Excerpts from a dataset
>>
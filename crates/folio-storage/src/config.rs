use std::path::Path;

use serde::{Deserialize, Serialize};

use crate::descriptor::BackendPolicy;
use crate::error::{StorageError, StorageResult};

/// Storage configuration, usually read from a TOML file.
///
/// Every section and field has a default, so an empty file is a valid
/// configuration.
#[derive(Clone, Debug, PartialEq, Serialize, Deserialize)]
#[serde(default)]
pub struct StorageConfig {
    /// Package types that get a filtered view of the record-metadata view.
    pub package_types: Vec<String>,
    pub log_level: String,
    pub database: DatabaseConfig,
    pub collections: CollectionsConfig,
    pub payload: PayloadConfig,
}

/// Connection settings for a networked document database.
#[derive(Clone, Debug, PartialEq, Eq, Serialize, Deserialize)]
#[serde(default)]
pub struct DatabaseConfig {
    pub host: String,
    pub port: u16,
    pub name: String,
    pub ssl_enable: bool,
    #[serde(skip_serializing_if = "Option::is_none")]
    pub username: Option<String>,
    #[serde(skip_serializing_if = "Option::is_none")]
    pub password: Option<String>,
}

impl Default for DatabaseConfig {
    fn default() -> Self {
        Self {
            host: "localhost".into(),
            port: 27017,
            name: "redbox".into(),
            ssl_enable: false,
            username: None,
            password: None,
        }
    }
}

#[derive(Clone, Debug, PartialEq, Eq, Serialize, Deserialize)]
#[serde(default)]
pub struct CollectionsConfig {
    /// Record-metadata collection used when callers name none.
    pub default: String,
    /// Object-metadata collection (one document per object).
    pub metadata: String,
    /// Name of the derived "all package records" view.
    pub record_metadata_view: String,
}

impl Default for CollectionsConfig {
    fn default() -> Self {
        Self {
            default: "default".into(),
            metadata: "tf_obj_meta".into(),
            record_metadata_view: "metadataDocuments".into(),
        }
    }
}

#[derive(Clone, Debug, PartialEq, Eq, Serialize, Deserialize)]
#[serde(default)]
pub struct PayloadConfig {
    pub backend: BackendPolicy,
    /// Payload id that is always classified as an annotation.
    pub metadata_payload_id: String,
    /// Payload id whose embedded content feeds the record-metadata view.
    pub package_payload_id: String,
}

impl Default for PayloadConfig {
    fn default() -> Self {
        Self {
            backend: BackendPolicy::Auto,
            metadata_payload_id: "TF-OBJ-META".into(),
            package_payload_id: "metadata.tfpackage".into(),
        }
    }
}

impl Default for StorageConfig {
    fn default() -> Self {
        Self {
            package_types: Vec::new(),
            log_level: "info".into(),
            database: DatabaseConfig::default(),
            collections: CollectionsConfig::default(),
            payload: PayloadConfig::default(),
        }
    }
}

impl StorageConfig {
    /// Parse and validate a TOML document.
    pub fn from_toml_str(text: &str) -> StorageResult<Self> {
        let config: Self =
            toml::from_str(text).map_err(|e| StorageError::Config(e.to_string()))?;
        config.validate()?;
        Ok(config)
    }

    /// Read, parse and validate a TOML file.
    pub fn load(path: &Path) -> StorageResult<Self> {
        let text = std::fs::read_to_string(path)
            .map_err(|e| StorageError::Config(format!("{}: {e}", path.display())))?;
        Self::from_toml_str(&text)
    }

    /// Render the configuration as TOML.
    pub fn to_toml_string(&self) -> StorageResult<String> {
        toml::to_string_pretty(self).map_err(|e| StorageError::Config(e.to_string()))
    }

    /// Reject a zero port and empty names.
    pub fn validate(&self) -> StorageResult<()> {
        if self.database.port == 0 {
            return Err(StorageError::Config("database.port must be non-zero".into()));
        }
        let names = [
            ("database.name", &self.database.name),
            ("collections.default", &self.collections.default),
            ("collections.metadata", &self.collections.metadata),
            ("collections.record_metadata_view", &self.collections.record_metadata_view),
            ("payload.metadata_payload_id", &self.payload.metadata_payload_id),
            ("payload.package_payload_id", &self.payload.package_payload_id),
        ];
        for (field, value) in names {
            if value.trim().is_empty() {
                return Err(StorageError::Config(format!("{field} must not be empty")));
            }
        }
        if self.collections.metadata == self.collections.default {
            return Err(StorageError::Config(
                "collections.metadata and collections.default must differ".into(),
            ));
        }
        if self.package_types.iter().any(|t| t.trim().is_empty()) {
            return Err(StorageError::Config("package_types must not contain empty names".into()));
        }
        Ok(())
    }
}
use std::fs::File;
use std::io::Write;
use std::path::{Path, PathBuf};
use std::sync::Arc;

use anyhow::{bail, Context};
use colored::Colorize;
use folio_db::{InMemoryDatabase, InMemoryLargeObjectStore, Snapshot};
use folio_doc::{json, Value};
use folio_storage::{DigitalObject, ObjectStore, StorageConfig};
use tracing::debug;

use crate::cli::*;

/// A store backed by the snapshot file, written back after each change.
struct Session {
    store: ObjectStore,
    db: Arc<InMemoryDatabase>,
    blobs: Arc<InMemoryLargeObjectStore>,
    data: PathBuf,
}

impl Session {
    fn open(data: &Path, config: StorageConfig) -> anyhow::Result<Self> {
        let snapshot = Snapshot::load_or_default(data)
            .with_context(|| format!("reading {}", data.display()))?;
        Self::from_snapshot(snapshot, data, config)
    }

    fn from_snapshot(snapshot: Snapshot, data: &Path, config: StorageConfig) -> anyhow::Result<Self> {
        let (db, blobs) = snapshot.restore();
        debug!(path = %data.display(), blobs = blobs.len(), "snapshot restored");
        let db = Arc::new(db);
        let blobs = Arc::new(blobs);
        let store = ObjectStore::open(config, db.clone(), blobs.clone())?;
        Ok(Self {
            store,
            db,
            blobs,
            data: data.to_path_buf(),
        })
    }

    fn persist(&self) -> anyhow::Result<()> {
        debug!(path = %self.data.display(), "writing snapshot");
        Snapshot::capture(&self.db, &self.blobs)
            .save(&self.data)
            .with_context(|| format!("writing {}", self.data.display()))
    }

    fn object(&self, oid: &str, collection: &Option<String>) -> anyhow::Result<DigitalObject> {
        let collection = collection.as_deref().unwrap_or(self.store.default_collection());
        Ok(self.store.get_object_in(oid, collection)?)
    }
}

/// Execute one parsed command against the snapshot named by `--data`.
pub fn run_command(cli: Cli, config: StorageConfig) -> anyhow::Result<()> {
    let format = cli.format;
    let session = || Session::open(&cli.data, config.clone());
    match cli.command {
        Command::Init(args) => cmd_init(&cli.data, config.clone(), &args, format),
        Command::Create(args) => cmd_create(&session()?, args, format),
        Command::Show(args) => cmd_show(&session()?, args, format),
        Command::List => cmd_list(&session()?, format),
        Command::Rm(args) => cmd_rm(&session()?, args, format),
        Command::Put(args) => cmd_put(&session()?, args, format, false),
        Command::Link(args) => cmd_put(&session()?, args, format, true),
        Command::Cat(args) => cmd_cat(&session()?, args),
        Command::RmPayload(args) => cmd_rm_payload(&session()?, args, format),
        Command::Set(args) => cmd_set(&session()?, args, format),
        Command::Query(args) => cmd_query(&session()?, args, format),
    }
}

fn print_json(value: &impl serde::Serialize) -> anyhow::Result<()> {
    println!("{}", serde_json::to_string_pretty(value)?);
    Ok(())
}

fn cmd_init(data: &Path, config: StorageConfig, args: &InitArgs, format: OutputFormat) -> anyhow::Result<()> {
    if data.exists() && !args.force {
        bail!("{} already exists (use --force to overwrite)", data.display());
    }
    let session = Session::from_snapshot(Snapshot::default(), data, config)?;
    session.persist()?;
    match format {
        OutputFormat::Json => print_json(&json!({"data": data.display().to_string()})),
        OutputFormat::Text => {
            println!("{} Initialized store in {}", "✓".green().bold(), data.display().to_string().bold());
            println!("  Collection: {}", session.store.default_collection().cyan());
            println!("  Views: {}", session.store.provisioned().created.join(", ").cyan());
            Ok(())
        }
    }
}

fn cmd_create(session: &Session, args: ObjectArgs, format: OutputFormat) -> anyhow::Result<()> {
    let collection = args.collection.as_deref().unwrap_or(session.store.default_collection());
    let object = session.store.create_object_in(&args.oid, collection)?;
    session.persist()?;
    match format {
        OutputFormat::Json => print_json(&json!({"oid": object.id(), "collection": object.collection_name()})),
        OutputFormat::Text => {
            println!("{} Created {} in {}", "✓".green().bold(), object.id().yellow(), object.collection_name());
            Ok(())
        }
    }
}

fn cmd_show(session: &Session, args: ObjectArgs, format: OutputFormat) -> anyhow::Result<()> {
    let object = session.object(&args.oid, &args.collection)?;
    let object_metadata = object.metadata_properties()?;
    let mut record_metadata = object.record_metadata()?;
    record_metadata.shift_remove("files");
    let manifest = object.manifest()?;
    let source = object.source_id()?;

    if format == OutputFormat::Json {
        let payloads: Vec<Value> = manifest
            .values()
            .map(|d| d.to_value())
            .collect::<Result<_, _>>()?;
        return print_json(&json!({
            "oid": object.id(),
            "collection": object.collection_name(),
            "sourceId": source,
            "objectMetadata": object_metadata,
            "recordMetadata": record_metadata,
            "payloads": payloads,
        }));
    }

    println!("Object {} ({})", object.id().yellow().bold(), object.collection_name());
    for (key, value) in &object_metadata {
        println!("  {}: {}", key.bold(), value);
    }
    if !record_metadata.is_empty() {
        println!("Record:");
        for (key, value) in &record_metadata {
            println!("  {}: {}", key.bold(), value);
        }
    }
    if manifest.is_empty() {
        println!("No payloads.");
        return Ok(());
    }
    println!("Payloads:");
    for descriptor in manifest.values() {
        let marker = if source.as_deref() == Some(descriptor.pid.as_str()) { "*" } else { " " };
        let backend = descriptor
            .backend_type
            .map(|k| k.to_string())
            .unwrap_or_else(|| "-".into());
        println!(
            " {} {}  {}  {}  {}",
            marker.green(),
            descriptor.pid.bold(),
            descriptor.payload_type.to_string().cyan(),
            backend.dimmed(),
            descriptor.content_type.as_deref().unwrap_or("-"),
        );
    }
    Ok(())
}

fn cmd_list(session: &Session, format: OutputFormat) -> anyhow::Result<()> {
    let ids = session.store.list_object_ids()?;
    match format {
        OutputFormat::Json => print_json(&ids),
        OutputFormat::Text => {
            if ids.is_empty() {
                println!("No objects.");
            }
            for id in &ids {
                println!("{id}");
            }
            Ok(())
        }
    }
}

fn cmd_rm(session: &Session, args: ObjectArgs, format: OutputFormat) -> anyhow::Result<()> {
    let object = session.object(&args.oid, &args.collection)?;
    let pids = object.payload_ids()?;
    for pid in &pids {
        object.remove_payload(pid)?;
    }
    object.remove()?;
    session.persist()?;
    match format {
        OutputFormat::Json => print_json(&json!({"oid": args.oid, "removedPayloads": pids})),
        OutputFormat::Text => {
            println!("{} Removed {} ({} payloads)", "✓".green().bold(), args.oid.yellow(), pids.len());
            Ok(())
        }
    }
}

fn cmd_put(session: &Session, args: PutArgs, format: OutputFormat, linked: bool) -> anyhow::Result<()> {
    let object = session.object(&args.oid, &args.collection)?;
    let exists = object.payload_ids()?.contains(&args.pid);
    let mut payload = if linked {
        object.create_linked_payload(&args.pid, &args.file)?
    } else {
        let mut file = File::open(&args.file)
            .with_context(|| format!("opening {}", args.file.display()))?;
        if exists {
            object.update_payload(&args.pid, &mut file)?
        } else {
            object.create_stored_payload(&args.pid, &mut file)?
        }
    };
    let kind = payload.backend_kind();
    let size = payload.size()?;
    let payload_type = payload.payload_type();
    drop(payload);
    session.persist()?;

    let action = if exists { "Updated" } else { "Stored" };
    match format {
        OutputFormat::Json => print_json(&json!({
            "oid": args.oid,
            "pid": args.pid,
            "payloadType": payload_type.to_string(),
            "backend": kind.to_string(),
            "size": size,
        })),
        OutputFormat::Text => {
            println!(
                "{} {} {} ({}, {} bytes, {})",
                "✓".green().bold(),
                action,
                args.pid.yellow(),
                payload_type.to_string().cyan(),
                size,
                kind
            );
            Ok(())
        }
    }
}

fn cmd_cat(session: &Session, args: PayloadArgs) -> anyhow::Result<()> {
    let object = session.object(&args.oid, &args.collection)?;
    let mut payload = object.get_payload(&args.pid)?;
    let mut reader = payload.open()?;
    let stdout = std::io::stdout();
    let mut out = stdout.lock();
    std::io::copy(&mut reader, &mut out)?;
    out.flush()?;
    Ok(())
}

fn cmd_rm_payload(session: &Session, args: PayloadArgs, format: OutputFormat) -> anyhow::Result<()> {
    let object = session.object(&args.oid, &args.collection)?;
    object.remove_payload(&args.pid)?;
    session.persist()?;
    match format {
        OutputFormat::Json => print_json(&json!({"oid": args.oid, "removed": args.pid})),
        OutputFormat::Text => {
            println!("{} Removed payload {} from {}", "✓".green().bold(), args.pid.yellow(), args.oid);
            Ok(())
        }
    }
}

fn cmd_set(session: &Session, args: SetArgs, format: OutputFormat) -> anyhow::Result<()> {
    let object = session.object(&args.oid, &args.collection)?;
    let value = serde_json::from_str::<Value>(&args.value).unwrap_or_else(|_| Value::String(args.value.clone()));
    if args.record {
        object.set_record_field(&args.key, value.clone())?;
    } else {
        object.set_property(&args.key, value.clone())?;
    }
    object.save()?;
    session.persist()?;
    match format {
        OutputFormat::Json => print_json(&json!({"oid": args.oid, "key": args.key, "value": value})),
        OutputFormat::Text => {
            println!("Set {} = {}", args.key.bold(), value);
            Ok(())
        }
    }
}

fn cmd_query(session: &Session, args: QueryArgs, format: OutputFormat) -> anyhow::Result<()> {
    let page = session.store.paged_query(
        &args.collection,
        &args.filter,
        args.start,
        args.rows,
        args.sort.as_deref(),
    )?;
    match format {
        OutputFormat::Json => print_json(&page),
        OutputFormat::Text => {
            println!(
                "{} of {} documents (from {})",
                page.docs.len().to_string().bold(),
                page.num_found.to_string().bold(),
                args.start
            );
            for doc in &page.docs {
                println!("{}", serde_json::to_string(doc)?);
            }
            Ok(())
        }
    }
}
<<
### EXERCISE GOAL
Scan the data above. Return every line with "green" in it.

### TASK OUTPUT
            println!("{} Initialized store in {}", "✓".green().bold(), data.display().to_string().bold());
            println!("{} Created {} in {}", "✓".green().bold(), object.id().yellow(), object.collection_name());
            marker.green(),
            println!("{} Removed {} ({} payloads)", "✓".green().bold(), args.oid.yellow(), pids.len());
                "✓".green().bold(),
            println!("{} Removed payload {} from {}", "✓".green().bold(), args.pid.yellow(), args.oid);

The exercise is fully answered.